* **AIM OF THE EXERCISE**:
Only certain lines below are wanted: those starting at the line containing "self.canceller = self.canceller.with_dry_run(dry_run);" and ending at the line containing "let mut report", both included, each retyped exactly.

-- EXERCISE DATA follows --

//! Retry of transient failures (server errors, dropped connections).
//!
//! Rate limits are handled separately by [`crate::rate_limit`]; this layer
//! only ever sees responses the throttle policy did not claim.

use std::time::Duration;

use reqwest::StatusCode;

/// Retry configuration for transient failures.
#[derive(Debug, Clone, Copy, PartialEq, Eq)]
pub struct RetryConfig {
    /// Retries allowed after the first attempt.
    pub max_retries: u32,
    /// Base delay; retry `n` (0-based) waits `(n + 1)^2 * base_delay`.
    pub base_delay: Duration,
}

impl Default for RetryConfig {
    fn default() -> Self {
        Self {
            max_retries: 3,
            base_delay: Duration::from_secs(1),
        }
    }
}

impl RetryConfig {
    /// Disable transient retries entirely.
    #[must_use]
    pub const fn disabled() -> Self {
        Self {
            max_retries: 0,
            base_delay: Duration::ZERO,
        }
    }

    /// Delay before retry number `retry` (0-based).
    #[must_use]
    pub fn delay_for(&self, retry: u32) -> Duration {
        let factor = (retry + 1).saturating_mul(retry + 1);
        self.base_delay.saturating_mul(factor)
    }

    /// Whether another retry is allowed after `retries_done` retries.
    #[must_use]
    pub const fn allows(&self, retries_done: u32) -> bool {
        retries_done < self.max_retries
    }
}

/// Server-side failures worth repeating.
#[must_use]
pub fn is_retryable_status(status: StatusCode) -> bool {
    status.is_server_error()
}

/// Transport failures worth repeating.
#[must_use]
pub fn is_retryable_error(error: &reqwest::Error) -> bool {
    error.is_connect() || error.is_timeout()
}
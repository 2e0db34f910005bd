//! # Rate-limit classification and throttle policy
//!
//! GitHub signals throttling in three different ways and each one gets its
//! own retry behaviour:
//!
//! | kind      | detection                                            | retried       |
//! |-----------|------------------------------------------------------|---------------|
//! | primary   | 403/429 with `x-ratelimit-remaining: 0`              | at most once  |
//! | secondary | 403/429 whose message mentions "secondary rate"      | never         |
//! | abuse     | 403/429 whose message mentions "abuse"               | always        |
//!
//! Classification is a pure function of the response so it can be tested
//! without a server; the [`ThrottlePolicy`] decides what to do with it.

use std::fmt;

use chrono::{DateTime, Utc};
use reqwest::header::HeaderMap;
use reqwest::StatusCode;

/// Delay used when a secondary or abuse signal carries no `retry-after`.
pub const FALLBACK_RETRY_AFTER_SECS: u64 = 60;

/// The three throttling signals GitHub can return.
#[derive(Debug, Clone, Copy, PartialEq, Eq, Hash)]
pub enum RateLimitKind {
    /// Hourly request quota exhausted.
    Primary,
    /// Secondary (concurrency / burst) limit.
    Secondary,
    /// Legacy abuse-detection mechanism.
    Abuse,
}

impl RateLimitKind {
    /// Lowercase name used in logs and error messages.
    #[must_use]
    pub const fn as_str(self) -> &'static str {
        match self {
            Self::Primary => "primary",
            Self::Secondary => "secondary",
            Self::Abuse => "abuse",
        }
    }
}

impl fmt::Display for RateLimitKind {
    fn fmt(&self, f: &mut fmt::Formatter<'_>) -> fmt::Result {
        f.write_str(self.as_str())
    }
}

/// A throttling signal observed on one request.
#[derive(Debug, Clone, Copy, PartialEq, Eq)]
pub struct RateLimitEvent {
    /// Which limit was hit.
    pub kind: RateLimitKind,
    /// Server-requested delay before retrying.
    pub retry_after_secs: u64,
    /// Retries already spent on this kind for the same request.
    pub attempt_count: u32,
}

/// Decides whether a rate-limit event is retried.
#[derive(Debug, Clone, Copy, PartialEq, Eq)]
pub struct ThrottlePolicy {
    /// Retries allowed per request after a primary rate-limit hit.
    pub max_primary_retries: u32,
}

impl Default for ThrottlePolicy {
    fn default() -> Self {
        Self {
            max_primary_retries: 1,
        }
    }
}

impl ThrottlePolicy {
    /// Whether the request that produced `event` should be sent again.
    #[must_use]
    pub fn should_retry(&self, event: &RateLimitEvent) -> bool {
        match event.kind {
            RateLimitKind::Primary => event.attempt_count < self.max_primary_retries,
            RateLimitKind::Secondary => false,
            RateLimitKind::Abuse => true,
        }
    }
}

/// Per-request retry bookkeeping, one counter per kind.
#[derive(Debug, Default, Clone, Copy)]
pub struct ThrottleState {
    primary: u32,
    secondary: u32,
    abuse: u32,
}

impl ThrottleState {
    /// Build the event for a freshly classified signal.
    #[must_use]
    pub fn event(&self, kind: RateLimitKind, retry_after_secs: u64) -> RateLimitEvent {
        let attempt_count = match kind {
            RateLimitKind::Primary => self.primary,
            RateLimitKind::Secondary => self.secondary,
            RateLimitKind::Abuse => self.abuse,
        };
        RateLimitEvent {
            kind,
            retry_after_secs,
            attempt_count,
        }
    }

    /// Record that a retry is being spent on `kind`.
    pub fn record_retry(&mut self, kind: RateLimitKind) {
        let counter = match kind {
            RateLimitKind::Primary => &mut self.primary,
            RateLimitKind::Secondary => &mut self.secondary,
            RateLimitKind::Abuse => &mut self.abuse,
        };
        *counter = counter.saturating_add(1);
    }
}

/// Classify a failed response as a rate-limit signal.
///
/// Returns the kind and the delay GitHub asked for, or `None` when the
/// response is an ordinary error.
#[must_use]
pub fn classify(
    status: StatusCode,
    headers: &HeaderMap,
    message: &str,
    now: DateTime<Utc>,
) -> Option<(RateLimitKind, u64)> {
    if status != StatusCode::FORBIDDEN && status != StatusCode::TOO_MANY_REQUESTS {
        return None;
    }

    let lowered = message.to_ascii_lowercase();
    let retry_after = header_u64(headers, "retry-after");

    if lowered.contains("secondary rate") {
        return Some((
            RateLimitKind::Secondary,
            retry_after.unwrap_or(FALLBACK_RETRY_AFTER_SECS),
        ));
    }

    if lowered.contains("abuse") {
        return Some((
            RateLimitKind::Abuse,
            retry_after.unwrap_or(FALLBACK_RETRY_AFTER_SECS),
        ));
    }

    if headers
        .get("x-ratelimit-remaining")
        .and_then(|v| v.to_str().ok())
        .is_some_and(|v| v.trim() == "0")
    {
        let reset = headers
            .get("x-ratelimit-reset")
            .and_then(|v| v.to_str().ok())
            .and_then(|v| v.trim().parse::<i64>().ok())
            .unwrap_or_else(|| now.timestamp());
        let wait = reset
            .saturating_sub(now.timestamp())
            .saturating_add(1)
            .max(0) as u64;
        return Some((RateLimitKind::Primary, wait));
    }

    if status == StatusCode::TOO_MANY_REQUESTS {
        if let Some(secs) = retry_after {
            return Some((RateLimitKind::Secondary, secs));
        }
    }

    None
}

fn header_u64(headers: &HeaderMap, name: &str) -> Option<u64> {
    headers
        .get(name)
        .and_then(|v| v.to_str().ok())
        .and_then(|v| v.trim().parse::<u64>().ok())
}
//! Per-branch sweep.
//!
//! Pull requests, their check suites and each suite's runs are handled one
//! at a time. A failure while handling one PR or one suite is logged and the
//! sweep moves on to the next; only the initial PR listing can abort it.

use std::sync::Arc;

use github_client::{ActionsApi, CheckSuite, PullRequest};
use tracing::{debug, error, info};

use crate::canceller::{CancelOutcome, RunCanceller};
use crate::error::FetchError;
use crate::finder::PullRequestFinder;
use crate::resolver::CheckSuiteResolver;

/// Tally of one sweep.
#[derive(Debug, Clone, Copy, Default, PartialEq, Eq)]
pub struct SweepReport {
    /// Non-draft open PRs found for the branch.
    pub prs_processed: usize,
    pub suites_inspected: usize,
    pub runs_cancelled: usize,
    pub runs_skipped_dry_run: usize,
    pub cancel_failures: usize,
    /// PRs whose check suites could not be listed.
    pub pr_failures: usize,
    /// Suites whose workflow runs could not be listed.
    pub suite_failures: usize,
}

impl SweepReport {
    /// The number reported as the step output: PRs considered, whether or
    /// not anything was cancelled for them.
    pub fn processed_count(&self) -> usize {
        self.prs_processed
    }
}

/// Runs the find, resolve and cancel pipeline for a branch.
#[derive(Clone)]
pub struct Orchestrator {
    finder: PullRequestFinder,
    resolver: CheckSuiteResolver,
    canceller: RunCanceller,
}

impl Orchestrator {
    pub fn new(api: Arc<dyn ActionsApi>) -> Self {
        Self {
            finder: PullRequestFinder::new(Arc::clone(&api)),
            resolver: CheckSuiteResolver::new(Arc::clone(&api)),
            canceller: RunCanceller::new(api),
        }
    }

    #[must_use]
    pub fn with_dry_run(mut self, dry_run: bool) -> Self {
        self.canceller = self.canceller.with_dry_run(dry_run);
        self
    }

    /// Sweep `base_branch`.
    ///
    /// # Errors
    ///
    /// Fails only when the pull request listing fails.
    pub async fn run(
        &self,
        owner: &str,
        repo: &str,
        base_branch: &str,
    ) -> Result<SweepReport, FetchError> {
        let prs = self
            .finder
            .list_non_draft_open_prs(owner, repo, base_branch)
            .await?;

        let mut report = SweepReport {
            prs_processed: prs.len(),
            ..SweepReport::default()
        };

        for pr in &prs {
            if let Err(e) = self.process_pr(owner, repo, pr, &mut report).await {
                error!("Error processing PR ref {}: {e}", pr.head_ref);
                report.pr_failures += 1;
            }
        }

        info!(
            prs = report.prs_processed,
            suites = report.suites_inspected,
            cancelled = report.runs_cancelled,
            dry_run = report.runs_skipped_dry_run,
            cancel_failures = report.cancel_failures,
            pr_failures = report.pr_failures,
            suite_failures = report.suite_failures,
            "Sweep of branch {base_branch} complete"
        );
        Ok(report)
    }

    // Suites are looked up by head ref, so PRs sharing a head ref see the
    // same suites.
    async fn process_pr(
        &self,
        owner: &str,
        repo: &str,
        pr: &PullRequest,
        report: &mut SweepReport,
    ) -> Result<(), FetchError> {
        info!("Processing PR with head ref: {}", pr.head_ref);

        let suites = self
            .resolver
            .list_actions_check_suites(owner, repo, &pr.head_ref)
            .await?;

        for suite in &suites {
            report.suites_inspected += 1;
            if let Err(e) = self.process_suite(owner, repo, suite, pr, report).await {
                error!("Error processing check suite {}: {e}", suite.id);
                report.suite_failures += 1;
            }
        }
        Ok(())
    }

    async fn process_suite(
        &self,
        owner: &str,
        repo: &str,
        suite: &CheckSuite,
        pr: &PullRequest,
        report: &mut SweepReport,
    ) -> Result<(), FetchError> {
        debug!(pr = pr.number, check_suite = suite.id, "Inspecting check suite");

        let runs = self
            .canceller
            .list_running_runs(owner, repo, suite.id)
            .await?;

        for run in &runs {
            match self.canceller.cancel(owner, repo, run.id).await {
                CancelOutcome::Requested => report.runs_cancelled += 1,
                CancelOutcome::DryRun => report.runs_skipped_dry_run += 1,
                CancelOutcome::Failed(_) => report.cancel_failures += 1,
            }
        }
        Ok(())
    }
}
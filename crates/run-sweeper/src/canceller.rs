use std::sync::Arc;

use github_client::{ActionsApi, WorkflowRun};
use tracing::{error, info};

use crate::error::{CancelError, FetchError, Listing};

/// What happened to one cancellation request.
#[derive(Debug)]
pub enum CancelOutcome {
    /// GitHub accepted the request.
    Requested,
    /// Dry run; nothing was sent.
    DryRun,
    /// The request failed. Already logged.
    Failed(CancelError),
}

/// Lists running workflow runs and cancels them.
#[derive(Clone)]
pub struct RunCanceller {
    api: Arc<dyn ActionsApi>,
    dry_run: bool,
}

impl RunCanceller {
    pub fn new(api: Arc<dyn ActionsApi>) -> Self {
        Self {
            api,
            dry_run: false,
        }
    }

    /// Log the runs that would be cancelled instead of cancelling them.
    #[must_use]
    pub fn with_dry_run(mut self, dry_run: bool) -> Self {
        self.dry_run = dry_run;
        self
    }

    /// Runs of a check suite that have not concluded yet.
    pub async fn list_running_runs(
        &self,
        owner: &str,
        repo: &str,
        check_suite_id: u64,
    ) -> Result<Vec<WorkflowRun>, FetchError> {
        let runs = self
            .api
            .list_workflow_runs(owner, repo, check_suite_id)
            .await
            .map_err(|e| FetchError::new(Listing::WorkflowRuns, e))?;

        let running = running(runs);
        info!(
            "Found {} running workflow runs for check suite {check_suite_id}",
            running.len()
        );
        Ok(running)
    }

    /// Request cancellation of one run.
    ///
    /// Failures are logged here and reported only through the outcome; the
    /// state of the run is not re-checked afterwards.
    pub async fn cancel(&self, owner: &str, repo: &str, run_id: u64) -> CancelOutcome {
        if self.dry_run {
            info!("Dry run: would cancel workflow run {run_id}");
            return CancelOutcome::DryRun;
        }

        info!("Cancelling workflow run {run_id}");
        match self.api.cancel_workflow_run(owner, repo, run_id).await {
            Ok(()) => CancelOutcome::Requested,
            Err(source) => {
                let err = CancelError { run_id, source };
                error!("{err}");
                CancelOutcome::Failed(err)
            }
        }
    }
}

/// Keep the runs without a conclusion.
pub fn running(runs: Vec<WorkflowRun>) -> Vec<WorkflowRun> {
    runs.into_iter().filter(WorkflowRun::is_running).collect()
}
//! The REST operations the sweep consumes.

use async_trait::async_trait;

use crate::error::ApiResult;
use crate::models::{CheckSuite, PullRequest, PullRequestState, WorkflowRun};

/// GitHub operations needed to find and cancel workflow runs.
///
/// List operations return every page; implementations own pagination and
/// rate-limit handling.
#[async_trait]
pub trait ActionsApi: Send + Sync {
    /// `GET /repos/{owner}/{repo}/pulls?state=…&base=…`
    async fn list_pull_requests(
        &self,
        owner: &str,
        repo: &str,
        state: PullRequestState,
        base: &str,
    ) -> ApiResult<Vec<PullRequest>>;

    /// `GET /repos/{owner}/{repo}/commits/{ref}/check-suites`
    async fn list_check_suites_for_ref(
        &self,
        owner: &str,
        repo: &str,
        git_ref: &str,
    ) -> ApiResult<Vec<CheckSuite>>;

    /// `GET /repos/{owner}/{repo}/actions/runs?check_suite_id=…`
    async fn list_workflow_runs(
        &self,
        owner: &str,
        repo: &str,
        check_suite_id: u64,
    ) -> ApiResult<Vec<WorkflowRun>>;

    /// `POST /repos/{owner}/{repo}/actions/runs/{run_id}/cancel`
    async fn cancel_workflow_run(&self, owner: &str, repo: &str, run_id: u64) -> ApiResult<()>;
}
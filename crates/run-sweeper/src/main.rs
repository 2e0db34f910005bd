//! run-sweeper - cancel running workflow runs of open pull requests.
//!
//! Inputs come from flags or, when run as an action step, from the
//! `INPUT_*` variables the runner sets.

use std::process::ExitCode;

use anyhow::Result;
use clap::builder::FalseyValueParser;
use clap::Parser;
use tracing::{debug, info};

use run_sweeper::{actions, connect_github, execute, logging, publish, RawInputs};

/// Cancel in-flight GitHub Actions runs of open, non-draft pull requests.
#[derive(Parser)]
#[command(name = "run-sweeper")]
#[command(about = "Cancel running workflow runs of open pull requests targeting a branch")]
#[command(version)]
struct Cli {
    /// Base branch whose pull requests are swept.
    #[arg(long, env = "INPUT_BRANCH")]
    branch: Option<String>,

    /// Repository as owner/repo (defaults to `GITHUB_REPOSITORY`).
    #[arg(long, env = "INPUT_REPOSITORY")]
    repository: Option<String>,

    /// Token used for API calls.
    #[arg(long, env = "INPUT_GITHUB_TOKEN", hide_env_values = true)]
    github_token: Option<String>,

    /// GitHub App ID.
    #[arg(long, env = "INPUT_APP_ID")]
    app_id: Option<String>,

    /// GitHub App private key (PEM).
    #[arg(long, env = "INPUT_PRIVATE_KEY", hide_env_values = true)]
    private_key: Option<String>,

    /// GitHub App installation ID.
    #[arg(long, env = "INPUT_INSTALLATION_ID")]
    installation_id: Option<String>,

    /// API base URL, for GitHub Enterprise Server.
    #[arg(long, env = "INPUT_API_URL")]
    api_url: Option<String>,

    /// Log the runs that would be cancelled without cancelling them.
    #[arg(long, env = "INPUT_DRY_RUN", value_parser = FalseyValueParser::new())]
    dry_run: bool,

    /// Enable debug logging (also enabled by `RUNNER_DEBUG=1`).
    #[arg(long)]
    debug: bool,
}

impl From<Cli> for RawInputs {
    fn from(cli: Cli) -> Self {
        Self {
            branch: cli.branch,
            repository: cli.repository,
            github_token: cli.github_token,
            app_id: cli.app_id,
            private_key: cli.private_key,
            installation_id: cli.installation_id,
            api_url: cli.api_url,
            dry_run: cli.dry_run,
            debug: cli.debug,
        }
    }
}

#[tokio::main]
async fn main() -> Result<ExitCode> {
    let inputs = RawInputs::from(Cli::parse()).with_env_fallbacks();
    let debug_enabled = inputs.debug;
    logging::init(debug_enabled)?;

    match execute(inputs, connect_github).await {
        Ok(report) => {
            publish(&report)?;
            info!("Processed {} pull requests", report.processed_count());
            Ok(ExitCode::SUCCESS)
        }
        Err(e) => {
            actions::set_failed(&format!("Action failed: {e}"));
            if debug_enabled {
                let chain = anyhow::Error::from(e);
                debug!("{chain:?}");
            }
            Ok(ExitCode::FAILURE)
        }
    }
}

-- EXERCISE DATA concluded --

* **SOLUTION TO THIS TASK**:
        self.canceller = self.canceller.with_dry_run(dry_run);
        self
    }

    /// Sweep `base_branch`.
    ///
    /// # Errors
    ///
    /// Fails only when the pull request listing fails.
    pub async fn run(
        &self,
        owner: &str,
        repo: &str,
        base_branch: &str,
    ) -> Result<SweepReport, FetchError> {
        let prs = self
            .finder
            .list_non_draft_open_prs(owner, repo, base_branch)
            .await?;

        let mut report = SweepReport {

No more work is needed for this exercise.